Nos últimos anos vimos assistindo a uma contínua e impressionante degradação dos serviços públicos. No sistema de justiça, para além da inexplicável lentidão na conclusão dos processos, chegou-se ao ponto de os próprios juízes admitirem que há casos de corrupção na magistratura. As forças armadas mostraram-se incapazes de guardar as armas e munições que lhe estavam confiadas. Na educação, de forma surpreendente, baixou-se o nível de qualificações para exercer as funções de professor. Na saúde, o caos passou a ser a normalidade. O sistema de decisão para o investimento em grandes obras públicas, como é o caso do aeroporto, dá mostras de um grande amadorismo. O atraso na aplicação dos fundos que foram postos à disposição do País pela União Europeia é de todo incompreensível. Apesar de todos os anos sermos fustigados pelos incêndios e de ouvirmos até à exaustão que a causa maior para o facto é a ausência de uma política florestal, nada tem acontecido quanto a uma verdadeira reforma florestal. Fora das instituições públicas e em larga medida como resultado da sua insuficiência, a pobreza aumenta, as desigualdades acentuam-se, o custo de vida sobe de forma muito expressiva, os salários, especialmente para os mais jovens, mesmo altamente qualificados, são baixos e a classe média vai desaparecendo. Como consequência as pessoas abandonam o País que ocupa o oitavo lugar no mundo, quando se compara o número de emigrantes com o número de residentes. Acima de nós a emigrar só estão os países em que a população teve que fugir devido à guerra ou de desastres naturais.

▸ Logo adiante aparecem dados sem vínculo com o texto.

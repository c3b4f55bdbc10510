use directories::ProjectDirs;
use serde::{Deserialize, Serialize};
use std::fs;
use std::path::{Path, PathBuf};

/// Settings that survive between runs. Scores and levels are per-session
/// and deliberately never persisted.
#[derive(Debug, Clone, Serialize, Deserialize, PartialEq)]
pub struct Config {
    pub tier: String,
    pub max_level: u32,
}

impl Default for Config {
    fn default() -> Self {
        Self {
            tier: "1".to_string(),
            max_level: 10,
        }
    }
}

pub trait ConfigStore {
    fn load(&self) -> Config;
    fn save(&self, cfg: &Config) -> std::io::Result<()>;
}

#[derive(Debug, Clone)]
pub struct FileConfigStore {
    path: PathBuf,
}

impl FileConfigStore {
    pub fn new() -> Self {
        let path = if let Some(pd) = ProjectDirs::from("", "", "gradetype") {
            pd.config_dir().join("config.json")
        } else {
            PathBuf::from("gradetype_config.json")
        };
        Self { path }
    }

    pub fn with_path<P: AsRef<Path>>(p: P) -> Self {
        Self {
            path: p.as_ref().to_path_buf(),
        }
    }
}

impl Default for FileConfigStore {
    fn default() -> Self {
        Self::new()
    }
}

impl ConfigStore for FileConfigStore {
    fn load(&self) -> Config {
        if let Ok(bytes) = fs::read(&self.path) {
            if let Ok(cfg) = serde_json::from_slice::<Config>(&bytes) {
                return cfg;
            }
        }
        Config::default()
    }

    fn save(&self, cfg: &Config) -> std::io::Result<()> {
        if let Some(parent) = self.path.parent() {
            fs::create_dir_all(parent)?;
        }
        let data = serde_json::to_vec_pretty(cfg).unwrap_or_default();
        fs::write(&self.path, data)
    }
}

#[cfg(test)]
mod tests {
    use super::*;
    use tempfile::tempdir;

    #[test]
    fn roundtrip_default_config() {
        let dir = tempdir().unwrap();
        let path = dir.path().join("config.json");
        let store = FileConfigStore::with_path(&path);
        let cfg = Config::default();
        store.save(&cfg).unwrap();
        let loaded = store.load();
        assert_eq!(cfg, loaded);
    }

    #[test]
    fn save_and_load_custom_config() {
        let dir = tempdir().unwrap();
        let path = dir.path().join("config.json");
        let store = FileConfigStore::with_path(&path);
        let cfg = Config {
            tier: "5".into(),
            max_level: 20,
        };
        store.save(&cfg).unwrap();
        let loaded = store.load();
        assert_eq!(cfg, loaded);
    }

    #[test]
    fn load_falls_back_to_default_on_garbage() {
        let dir = tempdir().unwrap();
        let path = dir.path().join("config.json");
        fs::write(&path, b"{ not json").unwrap();

        let store = FileConfigStore::with_path(&path);
        assert_eq!(store.load(), Config::default());
    }
}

Por vezes surgem análises e estudos de grande relevância com ideias e soluções para muitos dos problemas que afetam o País. Recentemente a Fundação Gulbenkian, a Fundação Manuel dos Santos e a Sedes brindaram-nos com publicações que apresentam interessantes pistas e que são merecedoras de atenção. Todavia, a minha experiência mostra que o problema de fundo da sociedade portuguesa não reside na análise dos problemas nem na identificação de soluções. Saber o que fazer, sabemos. O grande problema está no como fazer e isso depende largamente do funcionamento das instituições públicas que como na sua maioria funcionam mal ou não funcionam de todo, as boas ideias vão ficando pelo caminho. O último exemplo aconteceu com a vacinação. Sabia-se o que era preciso fazer, mas quando chegou à altura da execução teve que se chamar um militar para levar a carta a “Garcia”, porque as instituições públicas não revelaram capacidade de coordenação.
Por vezes surgem até surgem boas ideias no seio da administração pública, mas a forma como são executadas revelam-se um desastre. Dou dois exemplos. A tentativa de descentralizar funções para os municípios. Uma ideia boa, mas que, na sua aplicação, transformou-se numa enorme salgalhada. Outra ideia boa foi a criação do Banco de Fomento, mas a forma como nasceu e as vicissitudes e confusão porque tem passado em nada contribuem para a credibilização da instituição. São casos que demonstram que Portugal sofre de uma grave doença no que respeita ao funcionamento das suas instituições.
Tenho para mim que o estado de desenvolvimento de um País mede-se pela qualidade das suas instituições públicas. A sua debilidade é a principal responsável para esta tendência de não sermos capazes de dar o salto para níveis de crescimento mais ambiciosos e com menos desigualdades.
No Estado surgem alguns casos de sucesso de que são exemplos algumas instituições de ensino e centro de investigação mas, infelizmente, são a exceção. O País também beneficia da excelência de muitas empresas privadas e da atividade de muitos emigrantes bem-sucedidos no estrangeiro, mas isso não chega para compensar a ineficiência e o desperdício do que acontece no setor público.
Se olharmos para as instituições que funcionam no domínio da iniciativa da sociedade civil encontramos uma enorme diferença, não só quanto à capacidade demonstrada, mas também quanto aos resultados apresentados face aos meios disponíveis, quando se comparam com muitos dos serviços públicos. Refiro-me, no domínio da política social, às Instituições Particulares de Solidariedade Social e às Santas Casas de Misericórdia, que são excelentes exemplos de prestação de serviços à comunidade que se fosse o Estado a desempenhar essas mesmas funções seguramente que ficaria muito mais caro aos bolsos dos contribuintes e não chegaria a sua ação a largos estratos populacionais, especialmente os que vivem no interior.
Este exemplo de cidadania e de nobreza que nos dão estas instituições da sociedade civil fazem-me pensar que o País poderia ser muito diferente se o Estado confiasse mais nas instituições que funcionam fora da sua órbita, criando mecanismos de contratualização e de compromisso em torno de programas e objetivos partilhados. Mas para isso acontecer era preciso existir um clima de confiança entre todos e, a este respeito, os primeiros a desconfiar são as instituições públicas.